Groton — The president of the country's largest trade union for public sector workers is urging Connecticut members to fight back against "vicious attacks" on the middle class.

Lee A. Saunders, president of the American Federation of State, County and Municipal Employees, spoke at a conference Saturday at the Mystic Marriott. A polished orator whose style evoked the Rev. Martin Luther King Jr., Saunders said legislatures and governors are attacking union workers — and the U.S. Supreme Court is about to hear a case that threatens the future of organized labor.  

"The right to achieve that American dream is a civil right," he said. '"We must demand it."  

Approximately 32,000 Connecticut employees in state and local government, boards of education and the private sector belong to AFSCME, which represents 1.6 million members nationally.
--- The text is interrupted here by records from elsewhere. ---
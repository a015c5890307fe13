//! TCP listener loop for [`HyperDriver`].

use super::HyperDriver;
use crate::adapter::Adapter;
use crate::context::Response;
use crate::error::HttpError;
use bytes::Bytes;
use http::header::CONTENT_TYPE;
use http::{HeaderValue, StatusCode};
use http_body_util::{BodyExt, Full, LengthLimitError, Limited};
use hyper::body::Incoming;
use hyper::server::conn::http1;
use hyper::service::service_fn;
use hyper_util::rt::TokioIo;
use std::convert::Infallible;
use std::net::SocketAddr;
use std::sync::Arc;
use tokio::net::TcpListener;
use tracing::{error, info};

impl HyperDriver {
    /// Accept connections on `addr` until the listener fails.
    pub async fn serve(self: Arc<Self>, addr: &str) -> Result<(), Box<dyn std::error::Error + Send + Sync>> {
        let addr: SocketAddr = addr.parse()?;
        let listener = TcpListener::bind(addr).await?;

        info!(routes = self.route_count(), "Server running on http://{}", addr);

        loop {
            let (stream, _remote_addr) = listener.accept().await?;
            let io = TokioIo::new(stream);
            let driver = self.clone();

            tokio::spawn(async move {
                let service = service_fn(move |req: hyper::Request<Incoming>| {
                    let driver = driver.clone();
                    async move { Ok::<_, Infallible>(handle_request(&driver, req).await) }
                });

                if let Err(err) = http1::Builder::new().serve_connection(io, service).await {
                    error!("Connection error: {}", err);
                }
            });
        }
    }
}

/// Collect the body and run one request through the driver.
async fn handle_request(driver: &HyperDriver, req: hyper::Request<Incoming>) -> Response {
    let method = req.method().clone();
    let path = req.uri().path().to_string();
    let start = std::time::Instant::now();

    let (parts, body) = req.into_parts();
    let limit = driver.read_limit();
    let body = match Limited::new(body, limit).collect().await {
        Ok(collected) => collected.to_bytes(),
        Err(err) => {
            let error = if err.downcast_ref::<LengthLimitError>().is_some() {
                HttpError::payload_too_large(format!("Request body exceeds {} bytes", limit))
            } else {
                HttpError::bad_request(format!("Failed to read request body: {}", err))
            };
            let response = error_response(error, driver.settings().development);
            log_request(&method, &path, response.status(), start);
            return response;
        }
    };

    let response = driver.handle(http::Request::from_parts(parts, body)).await;
    log_request(&method, &path, response.status(), start);
    response
}

pub(super) fn error_response(error: HttpError, development: bool) -> Response {
    let status = error.status;
    let mut response = http::Response::new(Full::new(Bytes::from(error.to_json(development).to_string())));
    *response.status_mut() = status;
    response
        .headers_mut()
        .insert(CONTENT_TYPE, HeaderValue::from_static("application/json"));
    response
}

/// Log request completion
fn log_request(method: &http::Method, path: &str, status: StatusCode, start: std::time::Instant) {
    let elapsed = start.elapsed();

    if status.is_success() || status.is_redirection() {
        info!(
            method = %method,
            path = %path,
            status = %status.as_u16(),
            duration_ms = %elapsed.as_millis(),
            "Request completed"
        );
    } else {
        error!(
            method = %method,
            path = %path,
            status = %status.as_u16(),
            duration_ms = %elapsed.as_millis(),
            "Request failed"
        );
    }
}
The U.S. Supreme Court will be hearing arguments soon in Friedrichs vs. California Teachers Association, "a case that will determine, essentially, whether we continue to exist," Saunders said. The suit, brought on behalf of a group of 10 California teachers, claims a law that requires public employees to pay union dues as a condition of employment violates their employee rights. Should the teachers win, the country's public sector could become a "right to work" sector, undermining the power of the labor unions.

"The only way you have a healthy middle class is to have a healthy trade union movement in this country," Saunders said.
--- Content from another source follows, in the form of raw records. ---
//! Routes and HTTP verbs.
//!
//! A route is either a path template (`/users/:id`, `/files/{name}`) or a raw
//! regular expression. Controller base routes and action routes are joined
//! with [`Route::join`]; adapters compile the result with [`Route::compile`].

use http::Method;
use regex::Regex;
use std::fmt;

/// HTTP verb an action answers to.
#[derive(Debug, Clone, Copy, PartialEq, Eq, Hash)]
pub enum Verb {
    Get,
    Post,
    Put,
    Patch,
    Delete,
    Head,
    Options,
    /// Any method
    All,
}

impl Verb {
    /// Whether a request with `method` is served by this verb directly.
    pub fn matches(&self, method: &Method) -> bool {
        match self {
            Verb::All => true,
            verb => verb.as_method().as_ref() == Some(method),
        }
    }

    pub fn as_method(&self) -> Option<Method> {
        match self {
            Verb::Get => Some(Method::GET),
            Verb::Post => Some(Method::POST),
            Verb::Put => Some(Method::PUT),
            Verb::Patch => Some(Method::PATCH),
            Verb::Delete => Some(Method::DELETE),
            Verb::Head => Some(Method::HEAD),
            Verb::Options => Some(Method::OPTIONS),
            Verb::All => None,
        }
    }

    pub fn as_str(&self) -> &'static str {
        match self {
            Verb::Get => "GET",
            Verb::Post => "POST",
            Verb::Put => "PUT",
            Verb::Patch => "PATCH",
            Verb::Delete => "DELETE",
            Verb::Head => "HEAD",
            Verb::Options => "OPTIONS",
            Verb::All => "ALL",
        }
    }
}

impl fmt::Display for Verb {
    fn fmt(&self, f: &mut fmt::Formatter<'_>) -> fmt::Result {
        f.write_str(self.as_str())
    }
}

/// A route template or pattern.
#[derive(Clone)]
pub enum Route {
    Path(String),
    Pattern(Regex),
}

impl Route {
    pub fn path(path: impl Into<String>) -> Self {
        Route::Path(path.into())
    }

    pub fn is_empty(&self) -> bool {
        matches!(self, Route::Path(path) if path.is_empty())
    }

    /// Append `route` to the base route `base`.
    ///
    /// Paths are concatenated. A pattern under a non-empty base becomes
    /// `^{base}{pattern}/?$`, with the base's trailing `$` and the pattern's
    /// leading `^` removed. A base without any `/` gets one prepended.
    pub fn join(base: &Route, route: &Route) -> Route {
        match (base, route) {
            (Route::Path(base), Route::Path(route)) => {
                Route::Path(format!("{}{}", normalize_base(base), route))
            }
            (Route::Path(base), Route::Pattern(pattern)) => {
                if base.is_empty() {
                    return Route::Pattern(pattern.clone());
                }
                let prefix = path_source(&normalize_base(base));
                combine(&prefix, strip_anchors(pattern.as_str()))
            }
            (Route::Pattern(base), Route::Path(route)) => {
                let base = base.as_str().trim_end_matches('$');
                if route.is_empty() {
                    return combine(strip_start(base), "");
                }
                combine(strip_start(base), &path_source(route))
            }
            (Route::Pattern(base), Route::Pattern(pattern)) => combine(
                strip_start(base.as_str().trim_end_matches('$')),
                strip_anchors(pattern.as_str()),
            ),
        }
    }

    /// Compile into an anchored, case-insensitive regex with named groups for
    /// path parameters. Patterns are returned unchanged.
    pub fn compile(&self) -> Result<Regex, regex::Error> {
        match self {
            Route::Path(path) => {
                let trimmed = path.trim_end_matches('/');
                Regex::new(&format!("(?i)^{}/?$", path_source(trimmed)))
            }
            Route::Pattern(pattern) => Ok(pattern.clone()),
        }
    }
}

impl Default for Route {
    fn default() -> Self {
        Route::Path(String::new())
    }
}

impl fmt::Debug for Route {
    fn fmt(&self, f: &mut fmt::Formatter<'_>) -> fmt::Result {
        fmt::Display::fmt(self, f)
    }
}

impl fmt::Display for Route {
    fn fmt(&self, f: &mut fmt::Formatter<'_>) -> fmt::Result {
        match self {
            Route::Path(path) => f.write_str(path),
            Route::Pattern(pattern) => write!(f, "/{}/", pattern.as_str()),
        }
    }
}

impl From<&str> for Route {
    fn from(path: &str) -> Self {
        Route::Path(path.to_string())
    }
}

impl From<String> for Route {
    fn from(path: String) -> Self {
        Route::Path(path)
    }
}

impl From<Regex> for Route {
    fn from(pattern: Regex) -> Self {
        Route::Pattern(pattern)
    }
}

fn normalize_base(base: &str) -> String {
    if !base.is_empty() && !base.contains('/') {
        format!("/{}", base)
    } else {
        base.to_string()
    }
}

fn segment_param(segment: &str) -> Option<&str> {
    if let Some(name) = segment.strip_prefix(':') {
        return Some(name).filter(|n| !n.is_empty());
    }
    segment
        .strip_prefix('{')
        .and_then(|s| s.strip_suffix('}'))
        .filter(|n| !n.is_empty())
}

/// Regex source for a path template, without anchors.
///
/// A parameter name repeated in the template is captured by its last
/// occurrence; earlier ones become unnamed groups.
fn path_source(path: &str) -> String {
    let segments: Vec<&str> = path.split('/').collect();
    segments
        .iter()
        .enumerate()
        .map(|(i, segment)| match segment_param(segment) {
            Some(name) if segments[i + 1..].iter().any(|later| segment_param(later) == Some(name)) => {
                "([^/]+)".to_string()
            }
            Some(name) => format!("(?P<{}>[^/]+)", name),
            None => regex::escape(segment),
        })
        .collect::<Vec<_>>()
        .join("/")
}

fn strip_start(source: &str) -> &str {
    source.strip_prefix('^').unwrap_or(source)
}

fn strip_anchors(source: &str) -> &str {
    let source = strip_start(source);
    source.strip_suffix('$').unwrap_or(source)
}

fn combine(prefix: &str, pattern: &str) -> Route {
    let source = format!("^{}{}/?$", prefix, pattern);
    match Regex::new(&source) {
        Ok(regex) => Route::Pattern(regex),
        // Unparseable joins fall back to a literal path match
        Err(_) => Route::Path(source),
    }
}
Citing an Economic Policy Institute report released in January, Saunders said the income gap between the top one percent and everyone else is wider in Connecticut than anywhere else in the nation. The report indicates that in 2012, the average income of the one percent was $2.7 million compared to the average of $52,000 for the remaining 99 percent.

"I don't have a problem with folks making money, but the rules are stacked against us," Saunders said.

Saunders laid out the union's agenda, including a new campaign called "AFSCME Strong" that focuses on communicating and organizing. In Hartford, AFSCME is backing proposed bills that would give about 300 probate workers in Connecticut the right to organize and enable private sector workers to establish retirement plans.

The Council 4 members, who spent the morning in workshops geared at re-engaging members in the fight for workers' rights, stood and clapped several times during Saunders' speech.

"It seems across the board, there is an effort to limit bargaining rights, to take away pension benefits, to take away wages and in general bring down the middle class three notches," said Angelo Callis, a youth and family therapist who serves as president of the Norwich City Hall labor union.

Callis said he thinks about the future of young people, for whom "life is so much harder in every way."

Carolyn Wilson, a health program coordinator who serves as president of the Ledge Light Health District, said pay and wage issues, health care and pensions are often on the chopping block.

"Unions are on assault constantly and we're sometimes demonized as being greedy and lazy, but mostly we're just middle-class people," Wilson said.

Union steward Uri Allen, a career counselor at the state Department of Labor's New London American Job Center, said that everybody benefits when people feel secure in their jobs.

"We have protections as public sector workers," Allen said. "Getting private sector workers to have the same protections improves the community as a whole."

About 6 percent of the nation's private sector workers are organized, compared with 36 percent of public workers, according to Saunders.